▶ **Data shown**:
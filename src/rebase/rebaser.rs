//! LocationRebaser: builds the [`RebasePlan`] for each kind of edit.
//!
//! The rebaser is long-lived (owned by the network) because it remembers,
//! per branch, how the last reversal mapped chainages. That record is only
//! valid while the branch keeps its length and is not split or merged, so
//! every other plan touching the branch drops it.

use super::plan::{ChainageMap, ChainageTransform, MirrorTable, RebasePlan};
use crate::topology::ids::BranchId;

#[derive(Clone, Debug)]
struct MirrorRecord {
    length_bits: u64,
    restore: MirrorTable,
}

#[derive(Clone, Debug, Default)]
pub struct LocationRebaser {
    mirrors: hashbrown::HashMap<BranchId, MirrorRecord>,
    /// Branch whose reversal record the pending plan will produce.
    pending_mirror: Option<(BranchId, u64)>,
}

impl LocationRebaser {
    pub fn new() -> Self {
        Self::default()
    }

    /// `branch` was cut at `at`; everything from `at` on moves to `new_branch`.
    pub fn plan_split(
        &mut self,
        branch: BranchId,
        new_branch: BranchId,
        at: f64,
        old_length: f64,
    ) -> RebasePlan {
        self.forget(&[branch, new_branch]);
        RebasePlan::new(vec![
            ChainageMap {
                source: branch,
                range: (at, old_length),
                target: new_branch,
                target_length: old_length - at,
                transform: ChainageTransform::Shift(-at),
            },
            ChainageMap {
                source: branch,
                range: (0.0, at),
                target: branch,
                target_length: at,
                transform: ChainageTransform::Identity,
            },
        ])
    }

    /// `downstream` was appended to `upstream` and removed.
    pub fn plan_merge(
        &mut self,
        upstream: BranchId,
        downstream: BranchId,
        upstream_length: f64,
        downstream_length: f64,
    ) -> RebasePlan {
        self.forget(&[upstream, downstream]);
        RebasePlan::new(vec![ChainageMap {
            source: downstream,
            range: (0.0, downstream_length),
            target: upstream,
            target_length: upstream_length + downstream_length,
            transform: ChainageTransform::Shift(upstream_length),
        }])
    }

    /// `branch` now runs the other way.
    pub fn plan_reverse(&mut self, branch: BranchId, length: f64) -> RebasePlan {
        let length_bits = length.to_bits();
        let restore = match self.mirrors.remove(&branch) {
            Some(record) if record.length_bits == length_bits => record.restore,
            _ => MirrorTable::new(),
        };
        self.pending_mirror = Some((branch, length_bits));
        RebasePlan::new(vec![ChainageMap {
            source: branch,
            range: (0.0, length),
            target: branch,
            target_length: length,
            transform: ChainageTransform::Mirror { length },
        }])
        .with_mirror_restore(restore)
    }

    /// The effective length of `branch` changed; positions scale along.
    pub fn plan_resize(&mut self, branch: BranchId, old_length: f64, new_length: f64) -> RebasePlan {
        self.forget(&[branch]);
        let transform = if old_length > 0.0 {
            ChainageTransform::Scale(new_length / old_length)
        } else {
            ChainageTransform::Identity
        };
        RebasePlan::new(vec![ChainageMap {
            source: branch,
            range: (0.0, old_length),
            target: branch,
            target_length: new_length,
            transform,
        }])
    }

    /// Called once every data set has applied `plan`.
    pub fn commit(&mut self, plan: &RebasePlan) {
        if let Some((branch, length_bits)) = self.pending_mirror.take() {
            self.mirrors.insert(
                branch,
                MirrorRecord {
                    length_bits,
                    restore: plan.take_mirror_record(),
                },
            );
        }
    }

    fn forget(&mut self, branches: &[BranchId]) {
        self.pending_mirror = None;
        for b in branches {
            self.mirrors.remove(b);
        }
    }
}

▶ **What the exercise asks**:
Write out the complete listing above, exactly as it reads.

▶ **Written solution**:
filename src/rebase/rebaser.rs
//! LocationRebaser: builds the [`RebasePlan`] for each kind of edit.
//!
//! The rebaser is long-lived (owned by the network) because it remembers,
//! per branch, how the last reversal mapped chainages. That record is only
//! valid while the branch keeps its length and is not split or merged, so
//! every other plan touching the branch drops it.

use super::plan::{ChainageMap, ChainageTransform, MirrorTable, RebasePlan};
use crate::topology::ids::BranchId;

#[derive(Clone, Debug)]
struct MirrorRecord {
    length_bits: u64,
    restore: MirrorTable,
}

#[derive(Clone, Debug, Default)]
pub struct LocationRebaser {
    mirrors: hashbrown::HashMap<BranchId, MirrorRecord>,
    /// Branch whose reversal record the pending plan will produce.
    pending_mirror: Option<(BranchId, u64)>,
}

impl LocationRebaser {
    pub fn new() -> Self {
        Self::default()
    }

    /// `branch` was cut at `at`; everything from `at` on moves to `new_branch`.
    pub fn plan_split(
        &mut self,
        branch: BranchId,
        new_branch: BranchId,
        at: f64,
        old_length: f64,
    ) -> RebasePlan {
        self.forget(&[branch, new_branch]);
        RebasePlan::new(vec![
            ChainageMap {
                source: branch,
                range: (at, old_length),
                target: new_branch,
                target_length: old_length - at,
                transform: ChainageTransform::Shift(-at),
            },
            ChainageMap {
                source: branch,
                range: (0.0, at),
                target: branch,
                target_length: at,
                transform: ChainageTransform::Identity,
            },
        ])
    }

    /// `downstream` was appended to `upstream` and removed.
    pub fn plan_merge(
        &mut self,
        upstream: BranchId,
        downstream: BranchId,
        upstream_length: f64,
        downstream_length: f64,
    ) -> RebasePlan {
        self.forget(&[upstream, downstream]);
        RebasePlan::new(vec![ChainageMap {
            source: downstream,
            range: (0.0, downstream_length),
            target: upstream,
            target_length: upstream_length + downstream_length,
            transform: ChainageTransform::Shift(upstream_length),
        }])
    }

    /// `branch` now runs the other way.
    pub fn plan_reverse(&mut self, branch: BranchId, length: f64) -> RebasePlan {
        let length_bits = length.to_bits();
        let restore = match self.mirrors.remove(&branch) {
            Some(record) if record.length_bits == length_bits => record.restore,
            _ => MirrorTable::new(),
        };
        self.pending_mirror = Some((branch, length_bits));
        RebasePlan::new(vec![ChainageMap {
            source: branch,
            range: (0.0, length),
            target: branch,
            target_length: length,
            transform: ChainageTransform::Mirror { length },
        }])
        .with_mirror_restore(restore)
    }

    /// The effective length of `branch` changed; positions scale along.
    pub fn plan_resize(&mut self, branch: BranchId, old_length: f64, new_length: f64) -> RebasePlan {
        self.forget(&[branch]);
        let transform = if old_length > 0.0 {
            ChainageTransform::Scale(new_length / old_length)
        } else {
            ChainageTransform::Identity
        };
        RebasePlan::new(vec![ChainageMap {
            source: branch,
            range: (0.0, old_length),
            target: branch,
            target_length: new_length,
            transform,
        }])
    }

    /// Called once every data set has applied `plan`.
    pub fn commit(&mut self, plan: &RebasePlan) {
        if let Some((branch, length_bits)) = self.pending_mirror.take() {
            self.mirrors.insert(
                branch,
                MirrorRecord {
                    length_bits,
                    restore: plan.take_mirror_record(),
                },
            );
        }
    }

    fn forget(&mut self, branches: &[BranchId]) {
        self.pending_mirror = None;
        for b in branches {
            self.mirrors.remove(b);
        }
    }
}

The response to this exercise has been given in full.